For Afghanistan’s “Generation America,” Saturday’s presidential election marks a vital rite of passage. Almost two thirds of Afghans are younger than 25, and millions have come of age during the 12 years since U.S. troops and development dollars arrived. Despite a violent Taliban insurgency and rampant corruption, young Afghans have enjoyed unprecedented freedoms and opportunities, and many of them will be voting for the first time to preserve them. A smooth election is hardly assured. On Wednesday, a Taliban suicide bomber detonated his explosive vest at the entrance to the ministry of interior, killing six officers in one of central Kabul’s most heavily guarded spots. An election critically disrupted by the Taliban—or stolen through fraud—could push Afghanistan into renewed civil war, reopening old ethnic fissures and imperiling many gains of the past decade. As Afghanistan prepares for the first transfer of power since the U.S. installed President Hamid Karzai in 2001, the vote will determine whether the gains of the American era will be sustained after most U.S. troops go home in December.

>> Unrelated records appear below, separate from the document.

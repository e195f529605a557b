//! Clock Module
//!
//! Time source used for entry creation and expiration checks.

use std::fmt;
use std::sync::atomic::{AtomicU64, Ordering};
use std::sync::Arc;

use chrono::Utc;

// == Clock Trait ==
/// Supplies the current time as Unix milliseconds.
pub trait Clock: Send + Sync {
    fn now_ms(&self) -> u64;
}

// == System Clock ==
/// Wall-clock time from the operating system.
#[derive(Debug, Clone, Copy, Default)]
pub struct SystemClock;

impl Clock for SystemClock {
    fn now_ms(&self) -> u64 {
        // Clamp pre-epoch clocks to zero instead of wrapping.
        Utc::now().timestamp_millis().max(0) as u64
    }
}

// == Manual Clock ==
/// A clock that only moves when told to.
///
/// Clones share the same underlying instant, so a test can hand one clone to
/// a cache and keep another to advance time.
#[derive(Clone, Default)]
pub struct ManualClock {
    now: Arc<AtomicU64>,
}

impl ManualClock {
    /// Creates a clock starting at the given Unix millisecond timestamp.
    pub fn new(start_ms: u64) -> Self {
        Self {
            now: Arc::new(AtomicU64::new(start_ms)),
        }
    }

    /// Moves the clock forward by `ms` milliseconds.
    pub fn advance(&self, ms: u64) {
        self.now.fetch_add(ms, Ordering::SeqCst);
    }

    /// Jumps the clock to an absolute timestamp.
    pub fn set(&self, now_ms: u64) {
        self.now.store(now_ms, Ordering::SeqCst);
    }
}

impl Clock for ManualClock {
    fn now_ms(&self) -> u64 {
        self.now.load(Ordering::SeqCst)
    }
}

impl fmt::Debug for ManualClock {
    fn fmt(&self, f: &mut fmt::Formatter<'_>) -> fmt::Result {
        f.debug_struct("ManualClock")
            .field("now_ms", &self.now_ms())
            .finish()
    }
}

/// Shared handle to whichever clock a cache was built with.
pub type SharedClock = Arc<dyn Clock>;

/// Returns a handle to the system clock.
pub fn system_clock() -> SharedClock {
    Arc::new(SystemClock)
}
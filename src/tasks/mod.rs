//! Background Tasks Module
//!
//! Host-side tasks that drive a cache on a schedule. The cache itself owns no
//! timers.

mod purge;

pub use purge::spawn_purge_task;
//! Linked-List LRU Module
//!
//! Recency is tracked by an explicit doubly-linked chain running from the head
//! (least recently used) to the tail (most recently used). Nodes live in an
//! arena and link to each other by slot index; a hash map points each key at
//! its slot, so promoting a key is a constant-time relink.

use std::borrow::Borrow;
use std::collections::HashMap;
use std::fmt;
use std::hash::Hash;

use crate::cache::entry::CacheEntry;
use crate::cache::store::{CacheEngine, RecencyStore};

/// LRU cache backed by a hash map plus an arena-allocated linked list.
pub type LinkedListCache<K, V> = CacheEngine<K, V, LinkedStore<K, V>>;

// == Node ==
struct Node<K, V> {
    key: K,
    entry: CacheEntry<V>,
    prev: Option<usize>,
    next: Option<usize>,
}

// == Linked Store ==
/// Hash map lookup over an arena-allocated doubly-linked list.
///
/// Invariants: the chain holds exactly `index.len()` nodes; `head` and `tail`
/// are both `None` iff the store is empty, and equal iff it holds one node.
pub struct LinkedStore<K, V> {
    /// Key to arena slot
    index: HashMap<K, usize>,
    /// Arena of nodes; `None` marks a free slot
    slots: Vec<Option<Node<K, V>>>,
    /// Free slots available for reuse
    free: Vec<usize>,
    /// Least recently used node
    head: Option<usize>,
    /// Most recently used node
    tail: Option<usize>,
}

impl<K, V> LinkedStore<K, V> {
    fn node(&self, slot: usize) -> &Node<K, V> {
        self.slots[slot]
            .as_ref()
            .expect("linked slot referenced by the chain must be occupied")
    }

    fn node_mut(&mut self, slot: usize) -> &mut Node<K, V> {
        self.slots[slot]
            .as_mut()
            .expect("linked slot referenced by the chain must be occupied")
    }

    fn alloc(&mut self, node: Node<K, V>) -> usize {
        match self.free.pop() {
            Some(slot) => {
                self.slots[slot] = Some(node);
                slot
            }
            None => {
                self.slots.push(Some(node));
                self.slots.len() - 1
            }
        }
    }

    // == Link Tail ==
    /// Appends a detached node after the current tail.
    fn link_tail(&mut self, slot: usize) {
        let old_tail = self.tail;
        {
            let node = self.node_mut(slot);
            node.prev = old_tail;
            node.next = None;
        }
        match old_tail {
            Some(tail) => self.node_mut(tail).next = Some(slot),
            // Empty chain: the node is also the head
            None => self.head = Some(slot),
        }
        self.tail = Some(slot);
    }

    // == Unlink ==
    /// Detaches a node, stitching its neighbours together and moving
    /// head/tail when the node sat at either end.
    fn unlink(&mut self, slot: usize) {
        let (prev, next) = {
            let node = self.node_mut(slot);
            let links = (node.prev, node.next);
            node.prev = None;
            node.next = None;
            links
        };

        match prev {
            Some(prev) => self.node_mut(prev).next = next,
            None => self.head = next,
        }
        match next {
            Some(next) => self.node_mut(next).prev = prev,
            None => self.tail = prev,
        }
    }

    // == Move To Tail ==
    /// Makes `slot` the most recently used node.
    fn move_to_tail(&mut self, slot: usize) {
        if self.tail == Some(slot) {
            return;
        }
        self.unlink(slot);
        self.link_tail(slot);
    }

    // == Remove Node ==
    /// Unlinks a node and frees its slot. The index entry is left to the caller.
    fn remove_node(&mut self, slot: usize) -> Node<K, V> {
        self.unlink(slot);
        let node = self.slots[slot]
            .take()
            .expect("linked slot referenced by the chain must be occupied");
        self.free.push(slot);
        node
    }

    // == Remove Head ==
    fn remove_head(&mut self) -> Option<Node<K, V>> {
        let head = self.head?;
        Some(self.remove_node(head))
    }

    #[cfg(test)]
    fn assert_consistent(&self)
    where
        K: Hash + Eq,
    {
        let mut forward = 0;
        let mut prev = None;
        let mut cursor = self.head;
        while let Some(slot) = cursor {
            let node = self.node(slot);
            assert_eq!(node.prev, prev, "back link of slot {slot} is stale");
            assert_eq!(self.index.get(&node.key), Some(&slot));
            prev = Some(slot);
            cursor = node.next;
            forward += 1;
        }
        assert_eq!(prev, self.tail, "walk from head must end at tail");
        assert_eq!(forward, self.index.len(), "chain length must match index");
        assert_eq!(self.head.is_none(), self.tail.is_none());
        if self.index.len() == 1 {
            assert_eq!(self.head, self.tail);
        }
    }
}

impl<K, V> RecencyStore<K, V> for LinkedStore<K, V>
where
    K: Hash + Eq + Clone + 'static,
    V: 'static,
{
    fn with_capacity(capacity: usize) -> Self {
        Self {
            index: HashMap::with_capacity(capacity),
            slots: Vec::with_capacity(capacity),
            free: Vec::new(),
            head: None,
            tail: None,
        }
    }

    fn len(&self) -> usize {
        self.index.len()
    }

    fn get<Q>(&self, key: &Q) -> Option<&CacheEntry<V>>
    where
        K: Borrow<Q>,
        Q: Hash + Eq + ?Sized,
    {
        let slot = *self.index.get(key)?;
        Some(&self.node(slot).entry)
    }

    fn get_mut<Q>(&mut self, key: &Q) -> Option<(&K, &mut CacheEntry<V>)>
    where
        K: Borrow<Q>,
        Q: Hash + Eq + ?Sized,
    {
        let slot = *self.index.get(key)?;
        let node = self.node_mut(slot);
        Some((&node.key, &mut node.entry))
    }

    fn push_mru(&mut self, key: K, entry: CacheEntry<V>) {
        let slot = self.alloc(Node {
            key: key.clone(),
            entry,
            prev: None,
            next: None,
        });
        self.link_tail(slot);
        self.index.insert(key, slot);
    }

    fn promote<Q>(&mut self, key: &Q)
    where
        K: Borrow<Q>,
        Q: Hash + Eq + ?Sized,
    {
        if let Some(&slot) = self.index.get(key) {
            self.move_to_tail(slot);
        }
    }

    fn remove<Q>(&mut self, key: &Q) -> Option<(K, CacheEntry<V>)>
    where
        K: Borrow<Q>,
        Q: Hash + Eq + ?Sized,
    {
        let slot = self.index.remove(key)?;
        let node = self.remove_node(slot);
        Some((node.key, node.entry))
    }

    fn pop_lru(&mut self) -> Option<(K, CacheEntry<V>)> {
        let node = self.remove_head()?;
        self.index.remove(&node.key);
        Some((node.key, node.entry))
    }

    fn drain(&mut self) -> Vec<(K, CacheEntry<V>)> {
        let mut drained = Vec::with_capacity(self.index.len());
        while let Some(node) = self.remove_head() {
            drained.push((node.key, node.entry));
        }
        self.index.clear();
        self.slots.clear();
        self.free.clear();
        drained
    }

    fn iter(&self) -> Box<dyn Iterator<Item = (&K, &CacheEntry<V>)> + '_> {
        Box::new(ChainIter {
            store: self,
            cursor: self.head,
        })
    }
}

// == Chain Iterator ==
/// Walks the chain from head to tail.
struct ChainIter<'a, K, V> {
    store: &'a LinkedStore<K, V>,
    cursor: Option<usize>,
}

impl<'a, K, V> Iterator for ChainIter<'a, K, V> {
    type Item = (&'a K, &'a CacheEntry<V>);

    fn next(&mut self) -> Option<Self::Item> {
        let node = self.store.node(self.cursor?);
        self.cursor = node.next;
        Some((&node.key, &node.entry))
    }
}

impl<K, V> fmt::Debug for LinkedStore<K, V> {
    fn fmt(&self, f: &mut fmt::Formatter<'_>) -> fmt::Result {
        f.debug_struct("LinkedStore")
            .field("len", &self.index.len())
            .field("slots", &self.slots.len())
            .field("head", &self.head)
            .field("tail", &self.tail)
            .finish()
    }
}
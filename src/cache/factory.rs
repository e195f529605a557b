//! Cache Factory Module
//!
//! Picks an implementation by kind and wraps snapshots with a kind tag so a
//! cache can be restored without knowing which implementation wrote it.

use std::borrow::Borrow;
use std::fmt;
use std::hash::Hash;
use std::str::FromStr;

use tracing::warn;

use crate::cache::clock::{system_clock, Clock, SharedClock};
use crate::cache::contract::{CacheKey, CacheValue, LruCache};
use crate::cache::events::{CacheEvent, EventKind, ListenerId};
use crate::cache::linked::LinkedListCache;
use crate::cache::options::{CacheOptions, EntryOptions};
use crate::cache::ordered::OrderedMapCache;
use crate::cache::stats::CacheStats;
use crate::error::{Result, SnapshotError};
use crate::models::TaggedSnapshot;

// == Cache Kind ==
/// The available cache implementations.
#[derive(Debug, Clone, Copy, Default, PartialEq, Eq, Hash)]
pub enum CacheKind {
    /// Recency kept by re-insertion into an ordered map
    #[default]
    OrderedMap,
    /// Recency kept by an explicit doubly-linked list
    LinkedList,
}

impl CacheKind {
    /// Tag used in snapshots and configuration.
    pub fn as_str(&self) -> &'static str {
        match self {
            CacheKind::OrderedMap => "ordered-map",
            CacheKind::LinkedList => "linked-list",
        }
    }
}

impl fmt::Display for CacheKind {
    fn fmt(&self, f: &mut fmt::Formatter<'_>) -> fmt::Result {
        f.write_str(self.as_str())
    }
}

impl FromStr for CacheKind {
    type Err = SnapshotError;

    fn from_str(s: &str) -> Result<Self> {
        match s {
            "ordered-map" => Ok(CacheKind::OrderedMap),
            "linked-list" => Ok(CacheKind::LinkedList),
            other => Err(SnapshotError::UnknownKind(other.to_string())),
        }
    }
}

// == Any Cache ==
/// A cache of either kind behind the shared contract.
///
/// `serialize` on this type produces the tagged form, and `deserialize`
/// accepts it.
#[derive(Debug)]
pub enum AnyCache<K: CacheKey, V: CacheValue> {
    OrderedMap(OrderedMapCache<K, V>),
    LinkedList(LinkedListCache<K, V>),
}

macro_rules! dispatch {
    ($cache:expr, $inner:ident => $body:expr) => {
        match $cache {
            AnyCache::OrderedMap($inner) => $body,
            AnyCache::LinkedList($inner) => $body,
        }
    };
}

impl<K: CacheKey, V: CacheValue> AnyCache<K, V> {
    pub fn kind(&self) -> CacheKind {
        match self {
            AnyCache::OrderedMap(_) => CacheKind::OrderedMap,
            AnyCache::LinkedList(_) => CacheKind::LinkedList,
        }
    }
}

impl<K: CacheKey, V: CacheValue> LruCache<K, V> for AnyCache<K, V> {
    fn get<Q>(&mut self, key: &Q) -> Option<V>
    where
        K: Borrow<Q>,
        Q: Hash + Eq + ?Sized,
    {
        dispatch!(self, cache => cache.get(key))
    }

    fn set(&mut self, key: K, value: V, options: EntryOptions) {
        dispatch!(self, cache => cache.set(key, value, options))
    }

    fn has<Q>(&mut self, key: &Q) -> bool
    where
        K: Borrow<Q>,
        Q: Hash + Eq + ?Sized,
    {
        dispatch!(self, cache => cache.has(key))
    }

    fn delete<Q>(&mut self, key: &Q) -> bool
    where
        K: Borrow<Q>,
        Q: Hash + Eq + ?Sized,
    {
        dispatch!(self, cache => cache.delete(key))
    }

    fn clear(&mut self) {
        dispatch!(self, cache => cache.clear())
    }

    fn size(&self) -> usize {
        dispatch!(self, cache => cache.size())
    }

    fn reset_stats(&mut self) {
        dispatch!(self, cache => cache.reset_stats())
    }

    fn stats(&self) -> CacheStats {
        dispatch!(self, cache => cache.stats())
    }

    fn capacity(&self) -> usize {
        dispatch!(self, cache => cache.capacity())
    }

    fn max_weight(&self) -> u64 {
        dispatch!(self, cache => cache.max_weight())
    }

    fn total_weight(&self) -> u64 {
        dispatch!(self, cache => cache.total_weight())
    }

    fn peek<Q>(&self, key: &Q) -> Option<&V>
    where
        K: Borrow<Q>,
        Q: Hash + Eq + ?Sized,
    {
        dispatch!(self, cache => cache.peek(key))
    }

    fn entries(&self) -> Vec<(K, V)> {
        dispatch!(self, cache => cache.entries())
    }

    fn evict_where<P>(&mut self, predicate: P) -> usize
    where
        P: FnMut(&K, &V) -> bool,
    {
        dispatch!(self, cache => cache.evict_where(predicate))
    }

    fn purge_expired(&mut self) -> usize {
        dispatch!(self, cache => cache.purge_expired())
    }

    fn on<F>(&mut self, kind: EventKind, listener: F) -> ListenerId
    where
        F: Fn(&CacheEvent<'_, K, V>) -> anyhow::Result<()> + Send + 'static,
    {
        dispatch!(self, cache => cache.on(kind, listener))
    }

    fn off(&mut self, kind: EventKind, id: ListenerId) -> bool {
        dispatch!(self, cache => cache.off(kind, id))
    }

    fn remove_all_listeners(&mut self) {
        dispatch!(self, cache => cache.remove_all_listeners())
    }

    /// Tagged form: `{"type": "<kind>", "data": "<implementation snapshot>"}`.
    fn serialize(&self) -> String {
        let data = dispatch!(self, cache => cache.serialize());
        tag(self.kind(), data)
    }

    fn deserialize(data: &str) -> Self {
        deserialize(data)
    }
}

// == Create ==
/// Builds an empty cache of the requested kind on the system clock.
pub fn create<K: CacheKey, V: CacheValue>(
    kind: CacheKind,
    options: CacheOptions,
) -> AnyCache<K, V> {
    create_with_shared_clock(kind, options, system_clock())
}

/// Builds an empty cache of the requested kind driven by `clock`.
pub fn create_with_clock<K, V, C>(
    kind: CacheKind,
    options: CacheOptions,
    clock: C,
) -> AnyCache<K, V>
where
    K: CacheKey,
    V: CacheValue,
    C: Clock + 'static,
{
    create_with_shared_clock(kind, options, std::sync::Arc::new(clock))
}

fn create_with_shared_clock<K: CacheKey, V: CacheValue>(
    kind: CacheKind,
    options: CacheOptions,
    clock: SharedClock,
) -> AnyCache<K, V> {
    match kind {
        CacheKind::OrderedMap => {
            AnyCache::OrderedMap(OrderedMapCache::with_shared_clock(options, clock))
        }
        CacheKind::LinkedList => {
            AnyCache::LinkedList(LinkedListCache::with_shared_clock(options, clock))
        }
    }
}

// == Serialize ==
/// Wraps `cache.serialize()` with the kind tag.
///
/// If the cache already produces the tagged form (an [`AnyCache`]), the inner
/// data is re-tagged rather than nested.
pub fn serialize<K, V, C>(cache: &C, kind: CacheKind) -> String
where
    K: CacheKey,
    V: CacheValue,
    C: LruCache<K, V>,
{
    let data = cache.serialize();
    match serde_json::from_str::<TaggedSnapshot>(&data) {
        Ok(inner) => tag(kind, inner.data),
        Err(_) => tag(kind, data),
    }
}

fn tag(kind: CacheKind, data: String) -> String {
    serde_json::json!({ "type": kind.as_str(), "data": data }).to_string()
}

// == Deserialize ==
/// Restores a cache from the tagged form, on the system clock.
///
/// Never fails: an unknown tag or unreadable data yields an empty
/// ordered-map cache with default options.
pub fn deserialize<K: CacheKey, V: CacheValue>(tagged: &str) -> AnyCache<K, V> {
    deserialize_with_shared_clock(tagged, system_clock())
}

/// Like [`deserialize`], judging expiry by `clock`.
pub fn deserialize_with_clock<K, V, C>(tagged: &str, clock: C) -> AnyCache<K, V>
where
    K: CacheKey,
    V: CacheValue,
    C: Clock + 'static,
{
    deserialize_with_shared_clock(tagged, std::sync::Arc::new(clock))
}

/// Restores a cache from the tagged form, reporting why it could not.
pub fn try_deserialize<K: CacheKey, V: CacheValue>(tagged: &str) -> Result<AnyCache<K, V>> {
    try_deserialize_with_shared_clock(tagged, system_clock())
}

fn try_deserialize_with_shared_clock<K: CacheKey, V: CacheValue>(
    tagged: &str,
    clock: SharedClock,
) -> Result<AnyCache<K, V>> {
    let envelope: TaggedSnapshot = serde_json::from_str(tagged)?;
    let cache = match envelope.kind.parse::<CacheKind>()? {
        CacheKind::OrderedMap => AnyCache::OrderedMap(OrderedMapCache::try_deserialize_with_clock(
            &envelope.data,
            clock,
        )?),
        CacheKind::LinkedList => AnyCache::LinkedList(
            LinkedListCache::try_deserialize_with_clock(&envelope.data, clock)?,
        ),
    };
    Ok(cache)
}

fn deserialize_with_shared_clock<K: CacheKey, V: CacheValue>(
    tagged: &str,
    clock: SharedClock,
) -> AnyCache<K, V> {
    match try_deserialize_with_shared_clock(tagged, clock.clone()) {
        Ok(cache) => cache,
        Err(err) => {
            warn!(error = %err, "Failed to restore tagged cache snapshot, starting empty");
            create_with_shared_clock(CacheKind::OrderedMap, CacheOptions::default(), clock)
        }
    }
}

Of the three presidential front-runners, former Foreign Minister Zalmai Rassoul, 70, is Mr. Karzai’s favorite and is seen as the establishment candidate. The two others, former World Bankexecutive Ashraf Ghani, 64, and former Foreign Minister Abdullah Abdullah, 54, have chosen running mates who were warlords during the country’s civil war.
All of them, however, are working hard to woo the young vote. Mr. Rassoul pledged on Wednesday to fill his future government with young appointees. Mr. Ghani, in a recent interview, described himself as “the embodiment of the aspirations of the young men and women of this country.”
For young Afghans in particular, the vital question is less which candidate wins than whether the election comes off without triggering greater conflict. “For the new generation, it is about survival. It has the most to lose if the country reverses,” said Lotfullah Najafizada, the 27-year-old head of the Tolo News TV network, which organized boisterous debates among the candidates.